> Task description: Would you pull out every line of the material that contains the string "RedisBackend"?

• • • • •

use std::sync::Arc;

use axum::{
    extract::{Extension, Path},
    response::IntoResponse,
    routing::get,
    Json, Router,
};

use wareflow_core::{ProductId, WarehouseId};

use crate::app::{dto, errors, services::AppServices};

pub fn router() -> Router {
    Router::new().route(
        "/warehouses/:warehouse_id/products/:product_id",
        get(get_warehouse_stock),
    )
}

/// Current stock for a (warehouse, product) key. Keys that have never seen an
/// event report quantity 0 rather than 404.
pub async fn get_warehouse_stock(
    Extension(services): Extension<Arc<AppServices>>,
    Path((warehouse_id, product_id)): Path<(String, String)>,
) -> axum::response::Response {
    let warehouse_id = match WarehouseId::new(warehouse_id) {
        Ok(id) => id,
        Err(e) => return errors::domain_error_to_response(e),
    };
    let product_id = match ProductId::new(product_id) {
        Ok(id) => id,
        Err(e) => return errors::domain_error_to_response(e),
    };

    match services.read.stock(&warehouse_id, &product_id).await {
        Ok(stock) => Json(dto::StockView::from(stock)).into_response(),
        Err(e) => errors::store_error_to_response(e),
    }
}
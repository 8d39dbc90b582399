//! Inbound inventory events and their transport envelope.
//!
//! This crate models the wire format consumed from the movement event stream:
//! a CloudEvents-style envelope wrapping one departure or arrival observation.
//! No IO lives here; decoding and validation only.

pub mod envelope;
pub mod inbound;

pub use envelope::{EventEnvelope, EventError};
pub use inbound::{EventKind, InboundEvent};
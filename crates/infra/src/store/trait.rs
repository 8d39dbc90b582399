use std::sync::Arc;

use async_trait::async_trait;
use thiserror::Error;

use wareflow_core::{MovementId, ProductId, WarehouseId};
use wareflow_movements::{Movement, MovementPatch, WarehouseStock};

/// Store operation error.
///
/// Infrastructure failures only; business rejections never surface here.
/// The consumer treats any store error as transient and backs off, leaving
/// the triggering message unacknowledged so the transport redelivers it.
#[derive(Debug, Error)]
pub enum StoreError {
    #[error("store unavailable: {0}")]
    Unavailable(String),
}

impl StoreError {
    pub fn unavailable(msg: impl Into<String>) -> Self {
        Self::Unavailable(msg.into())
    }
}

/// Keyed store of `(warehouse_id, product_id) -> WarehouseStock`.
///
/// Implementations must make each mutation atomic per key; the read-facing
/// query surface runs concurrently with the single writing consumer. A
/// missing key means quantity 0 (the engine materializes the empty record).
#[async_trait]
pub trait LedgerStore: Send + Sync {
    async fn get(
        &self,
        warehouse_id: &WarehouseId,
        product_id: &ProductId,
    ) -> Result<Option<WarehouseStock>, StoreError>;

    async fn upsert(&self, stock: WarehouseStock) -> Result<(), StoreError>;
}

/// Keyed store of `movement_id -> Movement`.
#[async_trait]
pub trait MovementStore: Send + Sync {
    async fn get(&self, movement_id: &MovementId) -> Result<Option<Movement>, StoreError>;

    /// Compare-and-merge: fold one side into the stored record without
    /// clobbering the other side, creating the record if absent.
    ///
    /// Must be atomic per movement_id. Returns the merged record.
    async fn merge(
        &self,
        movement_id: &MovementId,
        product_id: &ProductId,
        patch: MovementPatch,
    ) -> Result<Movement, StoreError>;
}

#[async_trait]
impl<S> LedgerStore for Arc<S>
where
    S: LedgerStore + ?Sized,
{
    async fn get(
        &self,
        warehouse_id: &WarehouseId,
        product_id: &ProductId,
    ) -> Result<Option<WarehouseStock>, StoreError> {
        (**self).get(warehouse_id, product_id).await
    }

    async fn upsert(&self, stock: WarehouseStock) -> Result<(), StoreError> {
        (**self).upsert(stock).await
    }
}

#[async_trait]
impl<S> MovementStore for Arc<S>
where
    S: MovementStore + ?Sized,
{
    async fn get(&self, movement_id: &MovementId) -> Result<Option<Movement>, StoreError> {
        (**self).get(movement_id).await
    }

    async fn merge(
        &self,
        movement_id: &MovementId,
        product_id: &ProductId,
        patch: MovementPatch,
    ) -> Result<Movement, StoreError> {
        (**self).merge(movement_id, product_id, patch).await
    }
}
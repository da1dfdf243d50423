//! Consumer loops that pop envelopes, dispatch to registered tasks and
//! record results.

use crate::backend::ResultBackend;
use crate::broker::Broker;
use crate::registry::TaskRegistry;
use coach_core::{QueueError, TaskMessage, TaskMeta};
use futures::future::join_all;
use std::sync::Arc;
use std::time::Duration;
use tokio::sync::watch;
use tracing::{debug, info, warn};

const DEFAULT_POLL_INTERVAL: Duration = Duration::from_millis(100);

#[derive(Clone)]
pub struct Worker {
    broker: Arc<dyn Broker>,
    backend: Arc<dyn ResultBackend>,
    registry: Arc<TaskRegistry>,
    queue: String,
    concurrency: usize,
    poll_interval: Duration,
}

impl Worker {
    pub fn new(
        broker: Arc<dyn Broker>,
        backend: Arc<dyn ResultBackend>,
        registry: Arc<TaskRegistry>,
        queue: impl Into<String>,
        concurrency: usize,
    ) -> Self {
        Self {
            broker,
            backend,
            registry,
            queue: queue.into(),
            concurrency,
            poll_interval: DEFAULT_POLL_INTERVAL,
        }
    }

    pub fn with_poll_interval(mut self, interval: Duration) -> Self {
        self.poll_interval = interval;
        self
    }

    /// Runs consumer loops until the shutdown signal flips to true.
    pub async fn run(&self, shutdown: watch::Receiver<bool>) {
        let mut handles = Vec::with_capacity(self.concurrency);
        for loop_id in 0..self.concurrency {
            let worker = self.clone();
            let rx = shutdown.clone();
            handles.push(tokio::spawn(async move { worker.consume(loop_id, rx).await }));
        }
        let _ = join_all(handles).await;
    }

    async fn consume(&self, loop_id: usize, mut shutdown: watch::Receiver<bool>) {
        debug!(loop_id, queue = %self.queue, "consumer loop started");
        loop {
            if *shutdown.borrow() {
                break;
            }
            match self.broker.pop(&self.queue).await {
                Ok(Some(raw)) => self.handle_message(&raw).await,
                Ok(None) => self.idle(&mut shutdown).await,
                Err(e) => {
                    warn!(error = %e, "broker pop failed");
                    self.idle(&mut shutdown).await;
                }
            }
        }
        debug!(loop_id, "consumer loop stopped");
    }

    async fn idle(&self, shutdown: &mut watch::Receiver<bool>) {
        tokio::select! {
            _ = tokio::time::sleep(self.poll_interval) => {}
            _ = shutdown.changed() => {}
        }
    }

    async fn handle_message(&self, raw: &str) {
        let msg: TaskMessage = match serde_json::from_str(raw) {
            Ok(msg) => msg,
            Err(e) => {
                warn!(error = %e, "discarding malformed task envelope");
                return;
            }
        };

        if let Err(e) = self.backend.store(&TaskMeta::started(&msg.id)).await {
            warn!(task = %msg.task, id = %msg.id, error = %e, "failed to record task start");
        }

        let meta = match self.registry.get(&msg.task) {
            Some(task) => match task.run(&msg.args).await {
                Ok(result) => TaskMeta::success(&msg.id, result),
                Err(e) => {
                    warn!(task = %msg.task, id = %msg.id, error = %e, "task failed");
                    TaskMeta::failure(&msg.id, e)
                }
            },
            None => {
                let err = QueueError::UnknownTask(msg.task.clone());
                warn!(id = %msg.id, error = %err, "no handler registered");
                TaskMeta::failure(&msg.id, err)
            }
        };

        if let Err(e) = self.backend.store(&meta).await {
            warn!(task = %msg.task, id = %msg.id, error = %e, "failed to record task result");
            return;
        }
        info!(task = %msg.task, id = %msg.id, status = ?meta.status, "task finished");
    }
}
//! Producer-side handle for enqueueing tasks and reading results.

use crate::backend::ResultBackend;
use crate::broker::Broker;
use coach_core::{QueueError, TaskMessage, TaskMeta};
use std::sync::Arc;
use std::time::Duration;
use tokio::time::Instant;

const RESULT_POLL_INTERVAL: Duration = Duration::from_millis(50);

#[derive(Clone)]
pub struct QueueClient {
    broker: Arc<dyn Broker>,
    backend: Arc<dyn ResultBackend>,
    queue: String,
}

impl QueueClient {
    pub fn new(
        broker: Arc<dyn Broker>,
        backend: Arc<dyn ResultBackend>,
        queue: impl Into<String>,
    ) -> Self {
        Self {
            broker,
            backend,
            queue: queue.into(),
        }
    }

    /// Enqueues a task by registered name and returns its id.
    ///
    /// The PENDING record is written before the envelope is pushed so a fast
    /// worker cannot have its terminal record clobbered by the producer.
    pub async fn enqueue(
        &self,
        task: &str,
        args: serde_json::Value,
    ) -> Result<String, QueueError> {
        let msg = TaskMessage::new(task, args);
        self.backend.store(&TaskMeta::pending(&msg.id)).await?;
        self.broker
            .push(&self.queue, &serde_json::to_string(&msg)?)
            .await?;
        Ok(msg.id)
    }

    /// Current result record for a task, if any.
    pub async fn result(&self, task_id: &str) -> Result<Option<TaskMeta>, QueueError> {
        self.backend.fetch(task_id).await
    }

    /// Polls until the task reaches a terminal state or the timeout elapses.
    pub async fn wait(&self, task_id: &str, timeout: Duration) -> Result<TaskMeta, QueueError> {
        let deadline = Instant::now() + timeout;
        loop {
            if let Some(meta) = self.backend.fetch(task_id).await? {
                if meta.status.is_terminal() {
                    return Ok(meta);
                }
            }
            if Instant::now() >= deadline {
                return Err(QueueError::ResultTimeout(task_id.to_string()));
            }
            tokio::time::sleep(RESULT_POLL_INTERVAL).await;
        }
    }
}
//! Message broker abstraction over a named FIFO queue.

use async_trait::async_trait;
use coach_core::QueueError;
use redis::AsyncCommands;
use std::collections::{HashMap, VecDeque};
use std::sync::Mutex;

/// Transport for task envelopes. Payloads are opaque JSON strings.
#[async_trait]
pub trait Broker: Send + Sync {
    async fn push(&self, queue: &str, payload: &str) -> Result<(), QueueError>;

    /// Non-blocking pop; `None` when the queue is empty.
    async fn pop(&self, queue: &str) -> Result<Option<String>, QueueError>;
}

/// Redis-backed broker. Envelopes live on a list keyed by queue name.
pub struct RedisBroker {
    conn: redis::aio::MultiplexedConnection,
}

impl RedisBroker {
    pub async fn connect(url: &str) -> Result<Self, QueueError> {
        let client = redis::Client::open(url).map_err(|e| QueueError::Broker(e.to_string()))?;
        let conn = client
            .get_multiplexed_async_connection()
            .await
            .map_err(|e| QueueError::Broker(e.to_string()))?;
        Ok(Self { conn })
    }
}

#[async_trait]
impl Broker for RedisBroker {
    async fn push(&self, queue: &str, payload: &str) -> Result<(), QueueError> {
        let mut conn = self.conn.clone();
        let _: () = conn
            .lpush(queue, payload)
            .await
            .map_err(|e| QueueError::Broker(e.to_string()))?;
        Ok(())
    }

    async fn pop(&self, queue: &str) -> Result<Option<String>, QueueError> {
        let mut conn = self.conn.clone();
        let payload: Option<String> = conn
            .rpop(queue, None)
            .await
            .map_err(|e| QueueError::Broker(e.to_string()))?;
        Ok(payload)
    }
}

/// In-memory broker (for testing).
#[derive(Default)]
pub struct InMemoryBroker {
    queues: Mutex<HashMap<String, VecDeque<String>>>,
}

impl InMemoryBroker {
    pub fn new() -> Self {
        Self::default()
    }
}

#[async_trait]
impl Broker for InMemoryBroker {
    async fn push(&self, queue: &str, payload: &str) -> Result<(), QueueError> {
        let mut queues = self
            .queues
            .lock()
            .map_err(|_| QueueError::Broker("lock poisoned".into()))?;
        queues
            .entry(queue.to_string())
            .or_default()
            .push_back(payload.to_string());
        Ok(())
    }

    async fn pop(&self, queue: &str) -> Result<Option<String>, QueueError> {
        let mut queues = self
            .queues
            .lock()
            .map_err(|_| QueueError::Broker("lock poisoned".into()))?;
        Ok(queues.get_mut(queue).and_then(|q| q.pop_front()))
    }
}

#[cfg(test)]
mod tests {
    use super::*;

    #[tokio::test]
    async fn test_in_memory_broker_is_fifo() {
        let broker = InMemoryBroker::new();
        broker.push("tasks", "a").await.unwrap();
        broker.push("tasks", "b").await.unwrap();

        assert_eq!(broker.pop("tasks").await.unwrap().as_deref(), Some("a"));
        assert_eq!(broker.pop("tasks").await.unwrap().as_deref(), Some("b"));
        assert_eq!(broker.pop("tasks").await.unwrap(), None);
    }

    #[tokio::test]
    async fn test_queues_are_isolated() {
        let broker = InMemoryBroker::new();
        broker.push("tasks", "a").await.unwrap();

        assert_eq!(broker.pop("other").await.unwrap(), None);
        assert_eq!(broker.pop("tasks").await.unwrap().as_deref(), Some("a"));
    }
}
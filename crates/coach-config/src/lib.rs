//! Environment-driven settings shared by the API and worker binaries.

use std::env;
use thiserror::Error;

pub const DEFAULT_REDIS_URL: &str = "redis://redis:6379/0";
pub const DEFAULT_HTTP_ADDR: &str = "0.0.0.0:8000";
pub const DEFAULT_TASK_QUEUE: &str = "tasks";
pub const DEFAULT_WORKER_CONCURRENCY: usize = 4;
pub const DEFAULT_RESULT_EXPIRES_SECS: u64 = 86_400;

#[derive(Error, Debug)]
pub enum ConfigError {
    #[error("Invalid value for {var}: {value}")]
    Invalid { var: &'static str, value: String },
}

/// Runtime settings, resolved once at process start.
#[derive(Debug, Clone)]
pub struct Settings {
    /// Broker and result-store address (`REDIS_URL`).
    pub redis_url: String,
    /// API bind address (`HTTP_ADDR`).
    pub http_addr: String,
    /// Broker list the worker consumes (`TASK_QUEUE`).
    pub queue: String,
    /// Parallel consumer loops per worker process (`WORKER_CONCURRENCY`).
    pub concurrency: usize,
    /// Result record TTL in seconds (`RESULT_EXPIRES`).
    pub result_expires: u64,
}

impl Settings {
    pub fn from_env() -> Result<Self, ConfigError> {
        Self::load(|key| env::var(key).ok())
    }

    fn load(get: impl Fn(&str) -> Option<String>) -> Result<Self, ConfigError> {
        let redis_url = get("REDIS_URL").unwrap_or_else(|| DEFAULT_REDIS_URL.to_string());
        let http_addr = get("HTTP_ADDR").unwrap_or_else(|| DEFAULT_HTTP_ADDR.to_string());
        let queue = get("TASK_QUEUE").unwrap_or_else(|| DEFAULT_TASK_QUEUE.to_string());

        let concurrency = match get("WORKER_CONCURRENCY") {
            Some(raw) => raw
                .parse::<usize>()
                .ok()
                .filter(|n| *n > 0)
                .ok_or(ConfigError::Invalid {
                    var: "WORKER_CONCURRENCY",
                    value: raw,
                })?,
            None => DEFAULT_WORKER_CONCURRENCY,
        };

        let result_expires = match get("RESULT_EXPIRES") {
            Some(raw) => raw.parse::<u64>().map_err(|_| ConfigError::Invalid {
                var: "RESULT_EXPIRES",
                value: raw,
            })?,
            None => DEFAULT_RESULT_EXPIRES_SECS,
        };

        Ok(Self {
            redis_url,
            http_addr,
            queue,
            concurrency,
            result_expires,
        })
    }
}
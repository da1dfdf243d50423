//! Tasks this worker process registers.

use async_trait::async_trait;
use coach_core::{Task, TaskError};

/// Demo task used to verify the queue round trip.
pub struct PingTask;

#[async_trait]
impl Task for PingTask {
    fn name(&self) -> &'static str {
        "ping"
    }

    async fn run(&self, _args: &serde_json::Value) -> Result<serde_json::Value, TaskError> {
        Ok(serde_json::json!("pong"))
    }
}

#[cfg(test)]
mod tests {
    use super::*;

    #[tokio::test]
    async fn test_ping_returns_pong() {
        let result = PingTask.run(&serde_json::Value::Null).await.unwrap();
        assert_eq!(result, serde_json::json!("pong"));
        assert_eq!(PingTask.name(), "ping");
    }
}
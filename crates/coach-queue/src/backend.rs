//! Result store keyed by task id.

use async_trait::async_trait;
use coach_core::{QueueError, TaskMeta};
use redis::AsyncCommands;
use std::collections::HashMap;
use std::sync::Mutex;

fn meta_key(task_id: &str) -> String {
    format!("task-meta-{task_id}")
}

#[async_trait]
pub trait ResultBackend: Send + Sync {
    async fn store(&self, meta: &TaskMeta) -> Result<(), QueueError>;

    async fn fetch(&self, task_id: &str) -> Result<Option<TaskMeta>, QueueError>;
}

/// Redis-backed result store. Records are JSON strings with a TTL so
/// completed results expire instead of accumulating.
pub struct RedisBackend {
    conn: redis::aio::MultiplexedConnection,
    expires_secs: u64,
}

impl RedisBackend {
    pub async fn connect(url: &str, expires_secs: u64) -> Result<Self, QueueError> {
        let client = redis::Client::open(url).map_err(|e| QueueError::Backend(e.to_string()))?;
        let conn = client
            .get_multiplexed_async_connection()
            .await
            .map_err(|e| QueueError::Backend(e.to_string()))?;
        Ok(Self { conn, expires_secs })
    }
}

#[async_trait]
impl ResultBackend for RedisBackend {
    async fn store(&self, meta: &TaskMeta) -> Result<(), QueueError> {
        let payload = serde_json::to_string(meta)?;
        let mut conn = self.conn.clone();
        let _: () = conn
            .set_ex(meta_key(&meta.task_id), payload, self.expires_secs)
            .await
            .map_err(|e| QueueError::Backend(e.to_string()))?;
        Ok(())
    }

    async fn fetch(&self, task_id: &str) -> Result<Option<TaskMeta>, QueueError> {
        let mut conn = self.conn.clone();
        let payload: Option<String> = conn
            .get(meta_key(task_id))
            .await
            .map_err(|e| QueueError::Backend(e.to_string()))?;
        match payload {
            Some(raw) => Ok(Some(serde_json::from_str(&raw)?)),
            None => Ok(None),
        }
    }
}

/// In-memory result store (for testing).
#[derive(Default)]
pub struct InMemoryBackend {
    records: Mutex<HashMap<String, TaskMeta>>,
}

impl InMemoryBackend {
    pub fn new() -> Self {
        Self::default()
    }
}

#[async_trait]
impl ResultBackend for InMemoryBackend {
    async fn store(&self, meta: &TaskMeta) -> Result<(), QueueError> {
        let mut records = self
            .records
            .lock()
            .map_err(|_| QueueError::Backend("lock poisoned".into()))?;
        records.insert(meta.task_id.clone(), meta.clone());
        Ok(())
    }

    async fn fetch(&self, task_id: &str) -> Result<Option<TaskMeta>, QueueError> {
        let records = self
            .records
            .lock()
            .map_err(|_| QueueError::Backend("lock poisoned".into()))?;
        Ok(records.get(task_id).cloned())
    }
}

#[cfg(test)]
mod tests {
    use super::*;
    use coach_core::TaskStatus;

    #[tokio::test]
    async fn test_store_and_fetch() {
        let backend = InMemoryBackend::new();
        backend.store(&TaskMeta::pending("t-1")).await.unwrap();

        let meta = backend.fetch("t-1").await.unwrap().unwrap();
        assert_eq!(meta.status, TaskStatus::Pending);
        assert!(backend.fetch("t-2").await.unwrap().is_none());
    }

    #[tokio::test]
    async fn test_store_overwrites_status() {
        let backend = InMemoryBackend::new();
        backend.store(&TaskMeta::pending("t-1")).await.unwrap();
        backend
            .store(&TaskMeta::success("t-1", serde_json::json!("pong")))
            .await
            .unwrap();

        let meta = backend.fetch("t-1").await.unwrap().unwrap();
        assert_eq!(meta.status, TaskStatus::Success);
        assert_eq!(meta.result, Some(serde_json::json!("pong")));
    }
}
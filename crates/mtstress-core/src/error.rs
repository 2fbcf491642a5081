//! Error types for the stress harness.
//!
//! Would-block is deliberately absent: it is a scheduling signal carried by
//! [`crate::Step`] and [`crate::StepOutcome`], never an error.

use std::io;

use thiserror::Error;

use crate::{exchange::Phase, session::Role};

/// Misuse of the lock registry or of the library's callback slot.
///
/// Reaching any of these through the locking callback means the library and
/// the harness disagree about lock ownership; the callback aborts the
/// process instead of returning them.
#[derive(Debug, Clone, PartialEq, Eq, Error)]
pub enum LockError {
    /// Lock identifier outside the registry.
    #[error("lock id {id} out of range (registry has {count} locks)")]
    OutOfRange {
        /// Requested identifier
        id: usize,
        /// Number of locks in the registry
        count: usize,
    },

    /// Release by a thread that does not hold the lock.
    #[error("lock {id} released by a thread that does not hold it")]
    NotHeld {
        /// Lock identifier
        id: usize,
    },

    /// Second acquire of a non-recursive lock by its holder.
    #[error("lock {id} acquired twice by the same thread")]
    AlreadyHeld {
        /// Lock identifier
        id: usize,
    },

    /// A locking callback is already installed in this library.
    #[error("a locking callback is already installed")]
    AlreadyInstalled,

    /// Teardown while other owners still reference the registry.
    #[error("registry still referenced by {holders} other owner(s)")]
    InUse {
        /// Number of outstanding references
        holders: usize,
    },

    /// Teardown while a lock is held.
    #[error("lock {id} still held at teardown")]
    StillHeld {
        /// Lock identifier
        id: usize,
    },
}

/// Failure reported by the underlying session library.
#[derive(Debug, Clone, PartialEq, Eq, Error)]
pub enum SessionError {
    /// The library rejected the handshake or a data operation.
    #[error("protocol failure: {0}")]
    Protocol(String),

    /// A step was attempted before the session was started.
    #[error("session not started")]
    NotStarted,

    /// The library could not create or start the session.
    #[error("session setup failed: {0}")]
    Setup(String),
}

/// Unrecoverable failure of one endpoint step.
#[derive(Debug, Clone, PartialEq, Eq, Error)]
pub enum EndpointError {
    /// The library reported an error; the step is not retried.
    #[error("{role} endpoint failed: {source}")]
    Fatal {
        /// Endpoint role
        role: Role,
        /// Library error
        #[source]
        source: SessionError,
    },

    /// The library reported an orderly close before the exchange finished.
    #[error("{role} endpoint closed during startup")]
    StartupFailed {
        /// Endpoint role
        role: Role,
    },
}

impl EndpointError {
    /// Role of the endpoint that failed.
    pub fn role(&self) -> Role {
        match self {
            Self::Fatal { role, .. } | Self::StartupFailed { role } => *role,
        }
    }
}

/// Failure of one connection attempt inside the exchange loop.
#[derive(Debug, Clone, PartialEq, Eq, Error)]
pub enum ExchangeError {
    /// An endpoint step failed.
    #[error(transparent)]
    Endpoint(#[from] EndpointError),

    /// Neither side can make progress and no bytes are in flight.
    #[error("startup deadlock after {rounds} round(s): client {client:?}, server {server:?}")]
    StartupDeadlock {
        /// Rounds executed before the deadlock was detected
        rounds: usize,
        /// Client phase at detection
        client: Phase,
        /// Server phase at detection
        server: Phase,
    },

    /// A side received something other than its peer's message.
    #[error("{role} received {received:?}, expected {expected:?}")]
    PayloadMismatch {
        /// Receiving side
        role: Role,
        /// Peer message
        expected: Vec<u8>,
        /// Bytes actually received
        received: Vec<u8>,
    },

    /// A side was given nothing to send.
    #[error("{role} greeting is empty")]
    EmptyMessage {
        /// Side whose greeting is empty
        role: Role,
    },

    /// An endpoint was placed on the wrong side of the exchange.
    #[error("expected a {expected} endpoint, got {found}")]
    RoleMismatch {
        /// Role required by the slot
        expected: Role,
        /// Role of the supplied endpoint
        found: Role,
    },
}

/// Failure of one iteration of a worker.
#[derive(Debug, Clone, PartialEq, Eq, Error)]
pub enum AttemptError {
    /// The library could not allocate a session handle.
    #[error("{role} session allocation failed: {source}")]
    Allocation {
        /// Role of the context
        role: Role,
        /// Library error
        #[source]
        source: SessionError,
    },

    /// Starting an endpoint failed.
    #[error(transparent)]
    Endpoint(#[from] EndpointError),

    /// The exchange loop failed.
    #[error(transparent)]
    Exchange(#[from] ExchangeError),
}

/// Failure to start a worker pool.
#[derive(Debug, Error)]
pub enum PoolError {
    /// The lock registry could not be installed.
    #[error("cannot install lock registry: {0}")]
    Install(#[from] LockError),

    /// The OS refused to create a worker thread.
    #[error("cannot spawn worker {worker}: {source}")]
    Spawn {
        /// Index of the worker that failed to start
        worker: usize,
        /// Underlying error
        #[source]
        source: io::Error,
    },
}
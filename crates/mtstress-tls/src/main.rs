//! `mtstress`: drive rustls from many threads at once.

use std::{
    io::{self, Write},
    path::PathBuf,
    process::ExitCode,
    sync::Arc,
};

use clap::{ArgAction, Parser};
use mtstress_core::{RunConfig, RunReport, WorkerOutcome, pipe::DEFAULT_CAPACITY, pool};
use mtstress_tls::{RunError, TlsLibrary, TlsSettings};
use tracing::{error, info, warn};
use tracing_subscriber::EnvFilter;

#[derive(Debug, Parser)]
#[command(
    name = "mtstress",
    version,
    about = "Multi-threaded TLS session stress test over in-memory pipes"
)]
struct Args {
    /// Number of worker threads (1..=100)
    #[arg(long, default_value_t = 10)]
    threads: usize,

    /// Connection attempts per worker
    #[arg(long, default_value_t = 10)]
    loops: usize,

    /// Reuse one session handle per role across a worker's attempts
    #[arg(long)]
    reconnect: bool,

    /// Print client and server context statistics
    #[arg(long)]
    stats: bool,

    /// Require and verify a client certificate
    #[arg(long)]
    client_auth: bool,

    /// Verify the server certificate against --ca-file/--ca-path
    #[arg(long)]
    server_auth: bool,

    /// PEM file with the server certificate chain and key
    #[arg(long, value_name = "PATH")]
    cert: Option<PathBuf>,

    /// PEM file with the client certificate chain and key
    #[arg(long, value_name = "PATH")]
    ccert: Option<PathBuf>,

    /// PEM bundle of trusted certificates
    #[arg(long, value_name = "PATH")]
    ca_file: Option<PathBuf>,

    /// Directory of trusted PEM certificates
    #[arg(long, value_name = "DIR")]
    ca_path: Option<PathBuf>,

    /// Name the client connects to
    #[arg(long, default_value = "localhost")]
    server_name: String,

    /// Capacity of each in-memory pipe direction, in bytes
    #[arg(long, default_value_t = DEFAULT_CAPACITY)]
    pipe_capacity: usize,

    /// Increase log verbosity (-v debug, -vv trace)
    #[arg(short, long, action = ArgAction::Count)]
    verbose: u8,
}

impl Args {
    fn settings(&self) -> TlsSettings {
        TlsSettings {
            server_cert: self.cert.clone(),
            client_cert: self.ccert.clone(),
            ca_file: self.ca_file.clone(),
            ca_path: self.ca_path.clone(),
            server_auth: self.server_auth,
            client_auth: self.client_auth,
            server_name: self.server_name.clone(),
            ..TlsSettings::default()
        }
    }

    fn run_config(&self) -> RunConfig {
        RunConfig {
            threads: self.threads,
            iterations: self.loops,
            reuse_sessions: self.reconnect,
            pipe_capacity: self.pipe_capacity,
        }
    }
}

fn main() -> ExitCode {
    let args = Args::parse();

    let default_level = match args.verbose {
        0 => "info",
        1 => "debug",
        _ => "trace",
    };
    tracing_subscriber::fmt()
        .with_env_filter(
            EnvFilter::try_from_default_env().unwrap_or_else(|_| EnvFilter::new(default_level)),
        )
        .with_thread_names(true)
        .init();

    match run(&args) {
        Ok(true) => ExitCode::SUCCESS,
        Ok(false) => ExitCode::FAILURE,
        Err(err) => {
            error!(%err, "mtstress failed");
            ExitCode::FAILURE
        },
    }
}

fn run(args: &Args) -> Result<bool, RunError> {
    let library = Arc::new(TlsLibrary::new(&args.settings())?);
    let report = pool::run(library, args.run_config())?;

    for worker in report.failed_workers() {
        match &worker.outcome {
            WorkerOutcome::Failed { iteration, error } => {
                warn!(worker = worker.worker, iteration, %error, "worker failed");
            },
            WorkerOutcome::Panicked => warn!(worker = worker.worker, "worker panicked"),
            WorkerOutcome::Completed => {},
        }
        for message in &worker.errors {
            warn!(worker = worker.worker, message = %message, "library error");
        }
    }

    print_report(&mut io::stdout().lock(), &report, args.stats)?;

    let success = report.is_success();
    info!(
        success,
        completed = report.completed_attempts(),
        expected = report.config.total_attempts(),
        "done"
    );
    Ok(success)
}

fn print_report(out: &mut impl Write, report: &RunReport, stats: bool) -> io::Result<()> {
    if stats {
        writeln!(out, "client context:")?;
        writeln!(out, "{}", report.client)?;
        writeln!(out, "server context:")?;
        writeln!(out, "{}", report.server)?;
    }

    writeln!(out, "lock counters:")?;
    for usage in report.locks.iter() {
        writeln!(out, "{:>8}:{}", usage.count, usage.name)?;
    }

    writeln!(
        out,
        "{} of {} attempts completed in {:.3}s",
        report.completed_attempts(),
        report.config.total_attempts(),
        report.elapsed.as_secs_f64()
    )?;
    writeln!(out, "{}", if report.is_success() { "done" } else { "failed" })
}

• • • • •

> Completed task:
pub struct RedisBackend {
impl RedisBackend {
impl ResultBackend for RedisBackend {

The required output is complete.